TASK DETAILS
Pull out of the data below the stretch of lines bounded by the one containing "let block = Block::default()" and the one containing "frame.render_widget(block, area);", both bounds included, unchanged.

Collected data entries
=== Section Start ===
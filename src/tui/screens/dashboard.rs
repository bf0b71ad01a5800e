//! Dashboard screen — stat cards with animated counters and a performance
//! summary panel.

use std::time::Duration;

use ratatui::Frame;
use ratatui::layout::{Alignment, Constraint, Layout, Rect};
use ratatui::style::{Color, Modifier, Style};
use ratatui::text::{Line, Span};
use ratatui::widgets::{Block, Borders, Paragraph};

use crate::data::{self, DashboardStat};
use crate::tui::widgets::counter::{Counter, format_count};

/// How long each stat counter takes to count up.
const COUNT_DURATION: Duration = Duration::from_millis(1500);

/// State for the dashboard screen: one counter per stat card.
///
/// Counters are created when the dashboard mounts (login or tab switch) and
/// replaced on the next mount, so a revisit restarts the animation and a
/// finished counter never ticks again.
#[derive(Debug, Clone)]
pub struct DashboardState {
    stats: Vec<DashboardStat>,
    counters: Vec<Counter>,
    tick: Duration,
}

impl DashboardState {
    /// Creates the dashboard with fresh counters for the given tick interval.
    pub fn new(tick: Duration) -> Self {
        let stats = data::dashboard_stats();
        let counters = stats
            .iter()
            .map(|stat| Counter::new(stat.value, COUNT_DURATION, tick))
            .collect();
        Self {
            stats,
            counters,
            tick,
        }
    }

    /// Restarts the count-up animation. Called when the dashboard mounts.
    pub fn reset(&mut self) {
        *self = Self::new(self.tick);
    }

    /// Advances all running counters by one tick.
    pub fn on_tick(&mut self) {
        for counter in &mut self.counters {
            counter.advance();
        }
    }

    /// Returns `true` while any counter is still animating.
    pub fn animating(&self) -> bool {
        self.counters.iter().any(|c| !c.is_done())
    }

    /// Returns the stat cards.
    pub fn stats(&self) -> &[DashboardStat] {
        &self.stats
    }

    /// Returns the counters, one per stat card.
    pub fn counters(&self) -> &[Counter] {
        &self.counters
    }
}

/// Renders the dashboard screen.
#[mutants::skip]
pub fn draw_dashboard(state: &DashboardState, frame: &mut Frame, area: Rect) {
    let [heading_area, cards_area, summary_area] = Layout::vertical([
        Constraint::Length(2),
        Constraint::Length(6),
        Constraint::Min(0),
    ])
    .areas(area);

    let heading = Paragraph::new(vec![
        Line::from(Span::styled(
            "Dashboard",
            Style::default()
                .fg(Color::Cyan)
                .add_modifier(Modifier::BOLD),
        )),
        Line::from("Overview of athlete performance and system statistics."),
    ]);
    frame.render_widget(heading, heading_area);

    let constraints: Vec<Constraint> = state
        .stats()
        .iter()
        .map(|_| Constraint::Ratio(1, state.stats().len() as u32))
        .collect();
    let card_areas = Layout::horizontal(constraints).split(cards_area);

    for ((stat, counter), card_area) in state
        .stats()
        .iter()
        .zip(state.counters())
        .zip(card_areas.iter())
    {
        draw_stat_card(stat, counter, frame, *card_area);
    }

    let summary_block = Block::default()
        .title(" Performance Analytics ")
        .borders(Borders::ALL)
        .border_style(Style::default().fg(Color::DarkGray));
    let summary_inner = summary_block.inner(summary_area);
    frame.render_widget(summary_block, summary_area);

    let summary = Paragraph::new(Line::from(vec![
        Span::styled(
            data::PERFORMANCE_SCORE.to_string(),
            Style::default().add_modifier(Modifier::BOLD),
        ),
        Span::raw("  "),
        Span::styled(
            format!("\u{2191} +{}%", data::PERFORMANCE_TREND_PERCENT),
            Style::default().fg(Color::Green),
        ),
    ]));
    frame.render_widget(summary, summary_inner);
}

/// Renders one stat card with its animated value and trend.
#[mutants::skip]
fn draw_stat_card(stat: &DashboardStat, counter: &Counter, frame: &mut Frame, area: Rect) {
    let block = Block::default()
        .title(format!(" {} ", stat.title))
        .borders(Borders::ALL)
        .border_style(Style::default().fg(Color::DarkGray));
    let inner = block.inner(area);
    frame.render_widget(block, area);

    let (arrow, trend_color, sign) = if stat.trend_up {
        ('\u{2191}', Color::Green, '+')
    } else {
        ('\u{2193}', Color::Red, '-')
    };

    let lines = vec![
        Line::from(Span::styled(
            format_count(counter.value()),
            Style::default().add_modifier(Modifier::BOLD),
        )),
        Line::from(Span::styled(
            format!("{arrow} {sign}{}%", stat.trend_percent),
            Style::default().fg(trend_color),
        )),
    ];
    let card = Paragraph::new(lines).alignment(Alignment::Center);
    frame.render_widget(card, inner);
}
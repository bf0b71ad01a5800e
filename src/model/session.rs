//! Session state: login flag, active tab, auth mode, committed auth fields.

use serde::{Deserialize, Serialize};

/// All tabs the dashboard can navigate between.
#[derive(Debug, Clone, Copy, PartialEq, Eq, Hash, Default, Serialize, Deserialize)]
#[serde(rename_all = "lowercase")]
pub enum Tab {
    /// Overview stats and performance summary.
    #[default]
    Dashboard,
    /// Athlete management table.
    Athletes,
    /// Overall rankings.
    Leaderboard,
    /// Performance trends and category breakdown.
    Analytics,
    /// Individual athlete profile.
    Profiles,
}

impl Tab {
    /// All tabs in navigation order.
    pub const ALL: [Tab; 5] = [
        Self::Dashboard,
        Self::Athletes,
        Self::Leaderboard,
        Self::Analytics,
        Self::Profiles,
    ];

    /// Stable string identifier for this tab.
    pub fn id(self) -> &'static str {
        match self {
            Self::Dashboard => "dashboard",
            Self::Athletes => "athletes",
            Self::Leaderboard => "leaderboard",
            Self::Analytics => "analytics",
            Self::Profiles => "profiles",
        }
    }

    /// Human-readable label for the navigation bar.
    pub fn label(self) -> &'static str {
        match self {
            Self::Dashboard => "Dashboard",
            Self::Athletes => "Athletes",
            Self::Leaderboard => "Leaderboard",
            Self::Analytics => "Analytics",
            Self::Profiles => "Profiles",
        }
    }

    /// Resolves a string identifier to a tab.
    ///
    /// Unrecognized identifiers fall back to [`Tab::Dashboard`], so the
    /// router always has a page to render.
    pub fn from_id(id: &str) -> Self {
        Self::ALL
            .into_iter()
            .find(|tab| tab.id() == id)
            .unwrap_or(Self::Dashboard)
    }

    /// Returns the next tab in navigation order, wrapping around.
    pub fn next(self) -> Self {
        let i = Self::ALL.iter().position(|t| *t == self).unwrap_or(0);
        Self::ALL[(i + 1) % Self::ALL.len()]
    }

    /// Returns the previous tab in navigation order, wrapping around.
    pub fn prev(self) -> Self {
        let i = Self::ALL.iter().position(|t| *t == self).unwrap_or(0);
        Self::ALL[(i + Self::ALL.len() - 1) % Self::ALL.len()]
    }
}

/// Which face the auth form is showing.
#[derive(Debug, Clone, Copy, PartialEq, Eq, Hash, Default, Serialize, Deserialize)]
#[serde(rename_all = "lowercase")]
pub enum AuthMode {
    /// Existing-account sign in.
    #[default]
    Signin,
    /// New-account sign up.
    Signup,
}

impl AuthMode {
    /// Label for the mode toggle.
    pub fn label(self) -> &'static str {
        match self {
            Self::Signin => "Sign In",
            Self::Signup => "Sign Up",
        }
    }

    /// Returns the other mode.
    pub fn toggled(self) -> Self {
        match self {
            Self::Signin => Self::Signup,
            Self::Signup => Self::Signin,
        }
    }
}

/// Committed auth form values held by the session.
///
/// The auth screen keeps its own draft of these; edits round-trip back here
/// on every keystroke, and the draft is reseeded from here when the auth
/// mode changes.
#[derive(Debug, Clone, PartialEq, Eq, Default, Serialize, Deserialize)]
pub struct AuthFields {
    pub email: String,
    pub password: String,
    pub confirm_password: String,
    pub full_name: String,
    pub remember: bool,
}

/// Top-level session state.
///
/// Owned exclusively by the [`App`](crate::tui::App) and mutated only
/// through the explicit operations below. There is no user identity: login
/// is a boolean toggle, not an authenticated session.
#[derive(Debug, Clone, PartialEq, Eq, Default, Serialize, Deserialize)]
pub struct SessionState {
    logged_in: bool,
    active_tab: Tab,
    auth_mode: AuthMode,
    auth: AuthFields,
}

impl SessionState {
    /// Creates a logged-out session on the dashboard tab in sign-in mode.
    pub fn new() -> Self {
        Self::default()
    }

    /// Returns `true` if the user has signed in.
    pub fn logged_in(&self) -> bool {
        self.logged_in
    }

    /// Returns the active tab.
    pub fn active_tab(&self) -> Tab {
        self.active_tab
    }

    /// Returns the auth form mode.
    pub fn auth_mode(&self) -> AuthMode {
        self.auth_mode
    }

    /// Returns the committed auth fields.
    pub fn auth(&self) -> &AuthFields {
        &self.auth
    }

    /// Marks the session as signed in and lands on the dashboard.
    pub fn login(&mut self) {
        self.logged_in = true;
        self.active_tab = Tab::Dashboard;
    }

    /// Quick-demo access: signs in without touching the active tab.
    pub fn quick_demo(&mut self) {
        self.logged_in = true;
    }

    /// Signs out: clears all auth fields and resets to the dashboard tab.
    ///
    /// Callers must obtain interactive confirmation first; this method
    /// itself is unconditional.
    pub fn logout(&mut self) {
        self.logged_in = false;
        self.auth = AuthFields::default();
        self.active_tab = Tab::Dashboard;
    }

    /// Sets the active tab. Unconditional, no other side effects.
    pub fn set_active_tab(&mut self, tab: Tab) {
        self.active_tab = tab;
    }

    /// Sets the active tab from a string identifier.
    ///
    /// Unknown identifiers land on [`Tab::Dashboard`].
    pub fn set_active_tab_id(&mut self, id: &str) {
        self.active_tab = Tab::from_id(id);
    }

    /// Sets the auth form mode.
    pub fn set_auth_mode(&mut self, mode: AuthMode) {
        self.auth_mode = mode;
    }

    /// Commits draft auth values into the session.
    pub fn set_auth(&mut self, auth: AuthFields) {
        self.auth = auth;
    }
}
=== Section End ===
EXERCISE RESULT
    let block = Block::default()
        .title(format!(" {} ", stat.title))
        .borders(Borders::ALL)
        .border_style(Style::default().fg(Color::DarkGray));
    let inner = block.inner(area);
    frame.render_widget(block, area);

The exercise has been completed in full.